**WHAT THE TASK ASKS**
Report only the number of lines that contain the string "with" in the records below.

**MATERIAL FOR THIS TASK**
######
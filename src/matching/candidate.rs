use super::similarity::SimilarityScores;
use crate::engine::context::MatchContext;
use crate::models::Row;
use crate::normalize::{fuzzy_key, trimmed_eq, value_or_empty};

/// One left record scored against one right record.
#[derive(Debug, Clone, PartialEq)]
pub struct MatchCandidate {
    pub left_key: String,
    pub right_key: String,
    /// Aligned with `MatchContext::pairs`; empty when the key lists differ
    /// in length.
    pub per_attribute_exact: Vec<bool>,
    pub overall_exact: bool,
    /// Only computed for non-exact candidates.
    pub scores: Option<SimilarityScores>,
    /// Only computed for non-exact candidates with a transposition check.
    pub transposition: Option<bool>,
    /// Position of the right record in the scanned batch.
    pub right_index: usize,
}

impl MatchCandidate {
    pub fn score(left_row: &Row, right_row: &Row, right_index: usize, ctx: &MatchContext) -> Self {
        let left_values: Vec<&str> = ctx
            .left
            .key_positions
            .iter()
            .map(|&i| value_or_empty(left_row.get(i)))
            .collect();
        let right_values: Vec<&str> = ctx
            .right
            .key_positions
            .iter()
            .map(|&i| value_or_empty(right_row.get(i)))
            .collect();

        let per_attribute_exact: Vec<bool> = ctx
            .pairs
            .iter()
            .map(|p| {
                trimmed_eq(
                    value_or_empty(left_row.get(p.left)),
                    value_or_empty(right_row.get(p.right)),
                )
            })
            .collect();
        // no pairs means the lists differ in length; never exact then
        let overall_exact = !per_attribute_exact.is_empty() && per_attribute_exact.iter().all(|e| *e);

        let left_key = fuzzy_key(left_values.iter().copied());
        let right_key = fuzzy_key(right_values.iter().copied());

        let (scores, transposition) = if overall_exact {
            (None, None)
        } else {
            let scores = SimilarityScores::compute(&left_key, &right_key);
            let transposition = ctx.transposition.as_ref().map(|t| {
                let mut swapped = left_values.clone();
                swapped.swap(t.first, t.second);
                trimmed_eq(&fuzzy_key(swapped), &right_key)
            });
            (Some(scores), transposition)
        };

        Self {
            left_key,
            right_key,
            per_attribute_exact,
            overall_exact,
            scores,
            transposition,
            right_index,
        }
    }

    pub fn is_exact(&self) -> bool {
        self.overall_exact
    }

    /// Ranking value for best-only selection; exact candidates rank highest.
    pub fn mean_score(&self) -> f64 {
        self.scores.map(|s| s.mean()).unwrap_or(1.0)
    }

    /// True when the candidate survives the threshold filter.
    pub fn passes(&self, threshold: f64) -> bool {
        match &self.scores {
            Some(s) => s.any_above(threshold),
            None => self.overall_exact,
        }
    }
}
######
**REPLY TO THE TASK**
2